HONG KONG - A happy accident in Australia provides a valuable lesson in humility for data worshippers everywhere. The country’s treasury officials just discovered that a major stimulus programme they initially expected to cost A$130 billion ($85 billion) will only set taxpayers back A$70 billion. Studying the sequence of bad inputs that led to the blunder could help others avoid less fortunate outcomes.
Racing to get ahead of virus-induced economic calamity, Prime Minister Scott Morrison in March rushed out one of the world’s boldest stimulus measures at the time. The so-called JobKeeper plan to subsidise wages, as announced, amounted to 6.5% of GDP. And it was just one piece of a costly package.
Politicians can hardly be faulted for acting aggressively under the circumstances. Australia’s relied on epidemiological estimates that so far have turned out to be exceedingly pessimistic about the country’s infection and death rates. That in turn misinformed assessments on hospital beds, unemployment and more.

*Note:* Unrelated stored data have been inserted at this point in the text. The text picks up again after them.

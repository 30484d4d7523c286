use std::fmt::Display;

use chrono::{DateTime, FixedOffset, Local, NaiveDateTime, TimeDelta, TimeZone};

use crate::value::Temporal;

/// `2021-06-15T10:30:00.000+02:00`; UTC renders as `+00:00`, never `Z`.
pub const TIMESTAMP_FORMAT: &str = "%Y-%m-%dT%H:%M:%S%.3f%:z";

pub fn format_timestamp(value: &Temporal, naive_offset: Option<FixedOffset>) -> String {
    match value {
        Temporal::Naive(naive) => match naive_offset {
            Some(offset) => render(&anchor(offset, naive)),
            None => render(&anchor(Local, naive)),
        },
        Temporal::Local(dt) => render(dt),
        Temporal::Utc(dt) => render(dt),
        Temporal::Offset(dt) => render(dt),
    }
}

fn render<Tz: TimeZone>(dt: &DateTime<Tz>) -> String
where
    Tz::Offset: Display,
{
    dt.format(TIMESTAMP_FORMAT).to_string()
}

/// Pin a wall-clock time to `tz`. Ambiguous times take the earlier instant;
/// times inside a DST gap move forward by an hour.
fn anchor<Tz: TimeZone>(tz: Tz, naive: &NaiveDateTime) -> DateTime<Tz> {
    if let Some(dt) = tz.from_local_datetime(naive).earliest() {
        return dt;
    }
    naive
        .checked_add_signed(TimeDelta::hours(1))
        .and_then(|shifted| tz.from_local_datetime(&shifted).earliest())
        .unwrap_or_else(|| tz.from_utc_datetime(naive))
}

#[cfg(test)]
mod tests {
    use super::*;
    use chrono::{LocalResult, NaiveDate, Utc};
    use chrono_tz::America::New_York;

    fn naive() -> NaiveDateTime {
        NaiveDate::from_ymd_opt(2021, 6, 15).unwrap().and_hms_milli_opt(10, 30, 0, 7).unwrap()
    }

    #[test]
    fn offset_values_keep_their_offset() {
        let dt = DateTime::parse_from_rfc3339("2021-06-15T10:30:00+02:00").unwrap();
        assert_eq!(format_timestamp(&Temporal::Offset(dt), None), "2021-06-15T10:30:00.000+02:00");
    }

    #[test]
    fn utc_is_numeric() {
        let dt = Utc.from_utc_datetime(&naive());
        assert_eq!(format_timestamp(&Temporal::Utc(dt), None), "2021-06-15T10:30:00.007+00:00");
    }

    #[test]
    fn naive_values_use_the_configured_anchor() {
        let offset = FixedOffset::west_opt(4 * 3600).unwrap();
        assert_eq!(format_timestamp(&Temporal::Naive(naive()), Some(offset)), "2021-06-15T10:30:00.007-04:00");
    }

    #[test]
    fn naive_values_default_to_local() {
        let expected = Local
            .from_local_datetime(&naive())
            .earliest()
            .expect("mid-morning in June exists in every zone");
        assert_eq!(format_timestamp(&Temporal::Naive(naive()), None), render(&expected));
    }

    fn wall_clock(month: u32, day: u32, hour: u32) -> NaiveDateTime {
        NaiveDate::from_ymd_opt(2021, month, day).unwrap().and_hms_opt(hour, 30, 0).unwrap()
    }

    #[test]
    fn gap_times_move_forward_an_hour() {
        let dt = anchor(New_York, &wall_clock(3, 14, 2));
        assert_eq!(render(&dt), "2021-03-14T03:30:00.000-04:00");
    }

    #[test]
    fn ambiguous_times_take_the_earlier_instant() {
        let dt = anchor(New_York, &wall_clock(11, 7, 1));
        assert_eq!(render(&dt), "2021-11-07T01:30:00.000-04:00");
    }

    /// A zone where no wall-clock time maps to an instant.
    #[derive(Debug, Clone, Copy)]
    struct Nowhere;

    impl TimeZone for Nowhere {
        type Offset = FixedOffset;

        fn from_offset(_offset: &FixedOffset) -> Self {
            Nowhere
        }

        fn offset_from_local_date(&self, _local: &NaiveDate) -> LocalResult<FixedOffset> {
            LocalResult::None
        }

        fn offset_from_local_datetime(&self, _local: &NaiveDateTime) -> LocalResult<FixedOffset> {
            LocalResult::None
        }

        fn offset_from_utc_date(&self, _utc: &NaiveDate) -> FixedOffset {
            FixedOffset::east_opt(0).unwrap()
        }

        fn offset_from_utc_datetime(&self, _utc: &NaiveDateTime) -> FixedOffset {
            FixedOffset::east_opt(0).unwrap()
        }
    }

    #[test]
    fn unresolvable_times_fall_back_to_utc_reading() {
        let dt = anchor(Nowhere, &wall_clock(6, 15, 10));
        assert_eq!(render(&dt), "2021-06-15T10:30:00.000+00:00");
    }
}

Garbage data entry exacerbated the error. Of the 910,000 small businesses that requested benefits, about 1,000 botched the forms badly enough to cause considerably more than a rounding error. Many with only one employee reported that they had 1,500, confusing the headcount for the A$1,500 figure to be paid every two weeks per worker. In the end, some 3.5 million people will be eligible instead of the 6.5 million forecast. The final tab is expected to nearly halve.
Australia’s mistake was lucky; it only briefly tied up funds on paper that might have been better allocated. Officials elsewhere, however, could easily miscalculate in the other direction, as they process mountains of forms submitted by distressed executives or jobless individuals.
Noisy data distorts economic and financial models far and wide, and this pandemic is causing a din. When decisions are hurried, or based on bad numbers, the consequences can be dire. Unreliable information on private companies in China, for example, complicates estimating their stress. Countries with large informal economies such as India are even more difficult to measure. The promise of Big Data is enchanting, but the Blunder Down Under sends a clear warning signal.
- Australia’s Treasury and Taxation Office said on May 22 that the cost of the country’s JobKeeper wage subsidy programme would only be A$70 billion ($45.7 billion) instead of the A$130 billion originally forecast because of recently discovered reporting errors by small businesses.